▸ WHAT TO PRODUCE: Take the lines from the beginning of the data below through the line holding "pub struct InMemoryRateLimiter" and return exactly those.

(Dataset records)
=== Begin Enclosure ===

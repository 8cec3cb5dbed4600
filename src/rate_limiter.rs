use std::collections::HashMap;

use time::{Duration, OffsetDateTime};

pub const DEFAULT_COOLDOWN: Duration = Duration::seconds(60);

#[derive(Clone, Copy, Debug, PartialEq, Eq)]
pub enum RateLimitDecision {
    Allowed,
    /// Whole seconds left in the cooldown, rounded up. Never zero.
    Denied { seconds_remaining: u64 },
}

/// Per-identity cooldown between accepted submissions.
///
/// Checking never records anything: the caller records only once a
/// submission has actually been stored, so rejected attempts do not
/// restart the cooldown.
pub trait RateLimiter: Send {
    fn check(&self, identity: &str, now: OffsetDateTime) -> RateLimitDecision;

    fn record(&mut self, identity: &str, now: OffsetDateTime);
}

/// Process-local limiter. State is lost on restart.
#[derive(Debug)]
pub struct InMemoryRateLimiter {
    cooldown: Duration,
    last_accepted: HashMap<String, OffsetDateTime>,
}

impl InMemoryRateLimiter {
    pub fn new(cooldown: Duration) -> InMemoryRateLimiter {
        InMemoryRateLimiter {
            cooldown,
            last_accepted: HashMap::new(),
        }
    }
}

impl Default for InMemoryRateLimiter {
    fn default() -> Self {
        InMemoryRateLimiter::new(DEFAULT_COOLDOWN)
    }
}

impl RateLimiter for InMemoryRateLimiter {
    fn check(&self, identity: &str, now: OffsetDateTime) -> RateLimitDecision {
        let Some(last) = self.last_accepted.get(identity) else {
            return RateLimitDecision::Allowed;
        };

        // A clock stepping backwards must not stretch the wait past the window.
        let elapsed = Duration::max(Duration::ZERO, now - *last);

        if elapsed >= self.cooldown {
            return RateLimitDecision::Allowed;
        }

        let remaining_nanos = (self.cooldown - elapsed).whole_nanoseconds().unsigned_abs();
        let seconds_remaining = remaining_nanos.div_ceil(1_000_000_000).max(1);

        RateLimitDecision::Denied {
            seconds_remaining: seconds_remaining as u64,
        }
    }

    fn record(&mut self, identity: &str, now: OffsetDateTime) {
        self.last_accepted.insert(identity.to_owned(), now);
    }
}

#[cfg(test)]
mod tests {
    use test_log::test;
    use time::{macros::datetime, Duration};

    use super::{InMemoryRateLimiter, RateLimitDecision, RateLimiter};

    #[test]
    fn unknown_identity_is_allowed() {
        let limiter = InMemoryRateLimiter::default();
        assert_eq!(
            limiter.check("viewer", datetime!(2024-06-01 12:00 UTC)),
            RateLimitDecision::Allowed
        );
    }

    #[test]
    fn check_does_not_record() {
        let limiter = InMemoryRateLimiter::default();
        let now = datetime!(2024-06-01 12:00 UTC);

        assert_eq!(limiter.check("viewer", now), RateLimitDecision::Allowed);
        assert_eq!(limiter.check("viewer", now), RateLimitDecision::Allowed);
    }

    #[test]
    fn denied_inside_window() {
        let mut limiter = InMemoryRateLimiter::default();
        let start = datetime!(2024-06-01 12:00 UTC);
        limiter.record("viewer", start);

        assert_eq!(
            limiter.check("viewer", start),
            RateLimitDecision::Denied {
                seconds_remaining: 60
            }
        );
        assert_eq!(
            limiter.check("viewer", start + Duration::seconds(15)),
            RateLimitDecision::Denied {
                seconds_remaining: 45
            }
        );
    }

    #[test]
    fn remaining_seconds_round_up() {
        let mut limiter = InMemoryRateLimiter::default();
        let start = datetime!(2024-06-01 12:00 UTC);
        limiter.record("viewer", start);

        assert_eq!(
            limiter.check("viewer", start + Duration::milliseconds(59_001)),
            RateLimitDecision::Denied {
                seconds_remaining: 1
            }
        );
        assert_eq!(
            limiter.check("viewer", start + Duration::milliseconds(10_500)),
            RateLimitDecision::Denied {
                seconds_remaining: 50
            }
        );
    }

    #[test]
    fn allowed_once_window_elapses() {
        let mut limiter = InMemoryRateLimiter::default();
        let start = datetime!(2024-06-01 12:00 UTC);
        limiter.record("viewer", start);

        assert_eq!(
            limiter.check("viewer", start + Duration::seconds(60)),
            RateLimitDecision::Allowed
        );
    }

    #[test]
    fn identities_are_independent() {
        let mut limiter = InMemoryRateLimiter::default();
        let start = datetime!(2024-06-01 12:00 UTC);
        limiter.record("viewer", start);

        assert_eq!(
            limiter.check("someone_else", start),
            RateLimitDecision::Allowed
        );
    }

    #[test]
    fn clock_going_backwards_caps_wait() {
        let mut limiter = InMemoryRateLimiter::default();
        let start = datetime!(2024-06-01 12:00 UTC);
        limiter.record("viewer", start);

        assert_eq!(
            limiter.check("viewer", start - Duration::minutes(5)),
            RateLimitDecision::Denied {
                seconds_remaining: 60
            }
        );
    }

    #[test]
    fn custom_cooldown() {
        let mut limiter = InMemoryRateLimiter::new(Duration::seconds(5));
        let start = datetime!(2024-06-01 12:00 UTC);
        limiter.record("viewer", start);

        assert_eq!(
            limiter.check("viewer", start + Duration::seconds(5)),
            RateLimitDecision::Allowed
        );
    }
}
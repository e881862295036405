use std::fmt;

use serde::{Deserialize, Serialize};

/// Represents one of the four suits in a standard 52-card deck.
/// Used as a component of [`Card`] to fully define a playing card.
#[derive(Debug, Copy, Clone, Eq, PartialEq, Hash, Ord, PartialOrd, Serialize, Deserialize)]
pub enum Suit {
    /// Clubs suit (♣)
    Clubs,
    /// Diamonds suit (♦)
    Diamonds,
    /// Hearts suit (♥)
    Hearts,
    /// Spades suit (♠)
    Spades,
}

/// Represents the rank (face value) of a playing card from Two through Ace.
/// Numeric values are assigned for comparison and hand evaluation purposes;
/// the Ace is encoded high (14).
#[derive(Debug, Copy, Clone, Eq, PartialEq, Hash, Ord, PartialOrd, Serialize, Deserialize)]
pub enum Rank {
    /// Rank 2
    Two = 2,
    /// Rank 3
    Three,
    /// Rank 4
    Four,
    /// Rank 5
    Five,
    /// Rank 6
    Six,
    /// Rank 7
    Seven,
    /// Rank 8
    Eight,
    /// Rank 9
    Nine,
    /// Rank 10
    Ten,
    /// Jack (11)
    Jack,
    /// Queen (12)
    Queen,
    /// King (13)
    King,
    /// Ace (14)
    Ace,
}

impl Rank {
    pub fn from_u8(v: u8) -> Rank {
        match v {
            2 => Rank::Two,
            3 => Rank::Three,
            4 => Rank::Four,
            5 => Rank::Five,
            6 => Rank::Six,
            7 => Rank::Seven,
            8 => Rank::Eight,
            9 => Rank::Nine,
            10 => Rank::Ten,
            11 => Rank::Jack,
            12 => Rank::Queen,
            13 => Rank::King,
            _ => Rank::Ace,
        }
    }
}

/// Represents a single playing card with a suit and rank.
/// Cards are the fundamental unit of the game, held by the deck, the board,
/// and player hands. Immutable once constructed.
#[derive(Debug, Copy, Clone, Eq, PartialEq, Hash, Ord, PartialOrd, Serialize, Deserialize)]
pub struct Card {
    /// The suit of the card (Clubs, Diamonds, Hearts, or Spades)
    pub suit: Suit,
    /// The rank of the card (Two through Ace)
    pub rank: Rank,
}

impl fmt::Display for Rank {
    fn fmt(&self, f: &mut fmt::Formatter<'_>) -> fmt::Result {
        let c = match self {
            Rank::Ten => 'T',
            Rank::Jack => 'J',
            Rank::Queen => 'Q',
            Rank::King => 'K',
            Rank::Ace => 'A',
            r => (b'0' + *r as u8) as char,
        };
        write!(f, "{}", c)
    }
}

impl fmt::Display for Suit {
    fn fmt(&self, f: &mut fmt::Formatter<'_>) -> fmt::Result {
        let c = match self {
            Suit::Clubs => 'c',
            Suit::Diamonds => 'd',
            Suit::Hearts => 'h',
            Suit::Spades => 's',
        };
        write!(f, "{}", c)
    }
}

impl fmt::Display for Card {
    fn fmt(&self, f: &mut fmt::Formatter<'_>) -> fmt::Result {
        write!(f, "{}{}", self.rank, self.suit)
    }
}

pub fn all_suits() -> [Suit; 4] {
    [Suit::Clubs, Suit::Diamonds, Suit::Hearts, Suit::Spades]
}

pub fn all_ranks() -> [Rank; 13] {
    [
        Rank::Two,
        Rank::Three,
        Rank::Four,
        Rank::Five,
        Rank::Six,
        Rank::Seven,
        Rank::Eight,
        Rank::Nine,
        Rank::Ten,
        Rank::Jack,
        Rank::Queen,
        Rank::King,
        Rank::Ace,
    ]
}

pub fn full_deck() -> Vec<Card> {
    let mut v = Vec::with_capacity(52);
    for &s in &all_suits() {
        for &r in &all_ranks() {
            v.push(Card { suit: s, rank: r });
        }
    }
    v
}
//! # holdem-engine: Multi-player Texas Hold'em Table Engine
//!
//! The rules engine of a multi-player Texas Hold'em table: card
//! representation and dealing, best-five-of-seven hand evaluation, and a
//! betting-round state machine that tracks chips, pots, side pots, and
//! round settlement. The engine performs no I/O; a presentation layer
//! drives it through the action API and reads a snapshot after every
//! mutation.
//!
//! ## Core Modules
//!
//! - [`cards`] - Card representation (Suit, Rank, Card) and deck construction
//! - [`deck`] - Shuffled deck with draw-without-replacement, ChaCha20 RNG
//! - [`hand`] - Poker hand evaluation and strength comparison
//! - [`player`] - Per-seat state: stack, bets, hole cards, table flags
//! - [`pot`] - Side-pot layering and split arithmetic
//! - [`rules`] - Blind schedule and minimum-bet rules
//! - [`game`] - The table orchestrator: betting rounds and settlement
//! - [`errors`] - Error types for game operations
//!
//! ## Quick Start
//!
//! ```rust
//! use holdem_engine::cards::{Card, Rank, Suit};
//! use holdem_engine::hand::{evaluate_hand, Category};
//!
//! // Evaluate the best 5-card hand out of 7 cards
//! let cards = [
//!     Card { suit: Suit::Hearts, rank: Rank::Ace },
//!     Card { suit: Suit::Hearts, rank: Rank::King },
//!     Card { suit: Suit::Hearts, rank: Rank::Queen },
//!     Card { suit: Suit::Hearts, rank: Rank::Jack },
//!     Card { suit: Suit::Hearts, rank: Rank::Ten },
//!     Card { suit: Suit::Clubs, rank: Rank::Two },
//!     Card { suit: Suit::Diamonds, rank: Rank::Three },
//! ];
//!
//! let strength = evaluate_hand(&cards).unwrap();
//! assert_eq!(strength.category, Category::RoyalFlush);
//! ```
//!
//! ## Driving a table
//!
//! ```rust
//! use holdem_engine::game::Game;
//!
//! let mut game = Game::with_seed(vec!["alice", "bob", "carol"], 10_000, 42).unwrap();
//! game.initialize_round().unwrap();
//!
//! // Blinds are posted: 50 small, 100 big for a 10_000-chip table.
//! let view = game.snapshot();
//! assert_eq!(view.pot, 150);
//! assert_eq!(view.current_bet, 100);
//! ```
//!
//! ## Deterministic Dealing
//!
//! All shuffles are reproducible from a seed:
//!
//! ```rust
//! use holdem_engine::deck::Deck;
//!
//! let mut deck1 = Deck::new_with_seed(42);
//! let mut deck2 = Deck::new_with_seed(42);
//! deck1.refill();
//! deck2.refill();
//! assert_eq!(deck1.draw(5).unwrap(), deck2.draw(5).unwrap());
//! ```

pub mod cards;
pub mod deck;
pub mod errors;
pub mod game;
pub mod hand;
pub mod player;
pub mod pot;
pub mod rules;
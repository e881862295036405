use std::collections::HashMap;

use log::{debug, info};
use serde::{Deserialize, Serialize};

use crate::cards::Card;
use crate::deck::Deck;
use crate::errors::{ActionError, GameError};
use crate::hand::{evaluate_hand, Category, HandStrength};
use crate::player::Player;
use crate::pot::{self, Contribution};
use crate::rules::{self, Blinds};

/// Represents a betting street in Texas Hold'em poker.
/// Defines the four stages of a poker hand.
#[derive(Debug, Clone, Copy, Eq, PartialEq, Serialize, Deserialize)]
pub enum Street {
    /// Before flop (hole cards dealt)
    Preflop,
    /// After flop (3 community cards)
    Flop,
    /// After turn (4th community card)
    Turn,
    /// After river (5th community card)
    River,
}

/// Where a hand is in its lifecycle. The showdown itself runs synchronously
/// inside settlement, so there is no observable waiting state for it.
#[derive(Debug, Clone, Copy, Eq, PartialEq, Serialize, Deserialize)]
pub enum Phase {
    /// No hand dealt yet.
    PreDeal,
    /// A betting round is open on the given street.
    Betting(Street),
    /// The last hand has been settled; the payouts are readable until the
    /// next hand starts.
    Settled,
}

/// One settlement credit: a player won `amount` chips, with the winning
/// hand category when the pot went to showdown (`None` for an uncontested
/// win).
#[derive(Debug, Clone, PartialEq, Eq, Serialize, Deserialize)]
pub struct Payout {
    pub player: usize,
    pub name: String,
    pub amount: u32,
    pub category: Option<Category>,
}

/// Read-only view of one seat.
#[derive(Debug, Clone, PartialEq, Eq, Serialize, Deserialize)]
pub struct SeatView {
    pub id: usize,
    pub name: String,
    pub chips: u32,
    pub bet: u32,
    pub folded: bool,
    pub dealer: bool,
}

/// Read-only snapshot of the table, taken after every mutation by the
/// presentation layer.
#[derive(Debug, Clone, PartialEq, Eq, Serialize, Deserialize)]
pub struct TableView {
    pub phase: Phase,
    pub board: Vec<Card>,
    pub pot: u32,
    pub current_bet: u32,
    pub current_actor: Option<usize>,
    pub players: Vec<SeatView>,
}

/// A single table playing successive hands until one player holds all the
/// chips.
///
/// The engine is synchronous and turn-based: exactly one player may act at
/// a time, the driving loop applies one action, reads a snapshot, and
/// repeats. Rejected actions mutate nothing and leave the same player to
/// act.
///
/// # Examples
///
/// ```
/// use holdem_engine::game::Game;
///
/// let mut game = Game::with_seed(vec!["alice", "bob"], 10_000, 7).unwrap();
/// game.initialize_round().unwrap();
///
/// // Heads-up: the dealer posted the small blind and opens the betting.
/// let dealer = game.snapshot().current_actor.unwrap();
/// game.call(dealer).unwrap();
/// ```
#[derive(Debug)]
pub struct Game {
    players: Vec<Player>,
    deck: Deck,
    board: Vec<Card>,
    blinds: Blinds,
    pot: u32,
    current_bet: u32,
    actor: Option<usize>,
    phase: Phase,
    settlement: Vec<Payout>,
}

=== End Enclosure ===

▸ RESULT:
repository 8cec3cb5dbed4600
filename src/rate_limiter.rs
use std::collections::HashMap;

use time::{Duration, OffsetDateTime};

pub const DEFAULT_COOLDOWN: Duration = Duration::seconds(60);

#[derive(Clone, Copy, Debug, PartialEq, Eq)]
pub enum RateLimitDecision {
    Allowed,
    /// Whole seconds left in the cooldown, rounded up. Never zero.
    Denied { seconds_remaining: u64 },
}

/// Per-identity cooldown between accepted submissions.
///
/// Checking never records anything: the caller records only once a
/// submission has actually been stored, so rejected attempts do not
/// restart the cooldown.
pub trait RateLimiter: Send {
    fn check(&self, identity: &str, now: OffsetDateTime) -> RateLimitDecision;

    fn record(&mut self, identity: &str, now: OffsetDateTime);
}

/// Process-local limiter. State is lost on restart.
#[derive(Debug)]
pub struct InMemoryRateLimiter {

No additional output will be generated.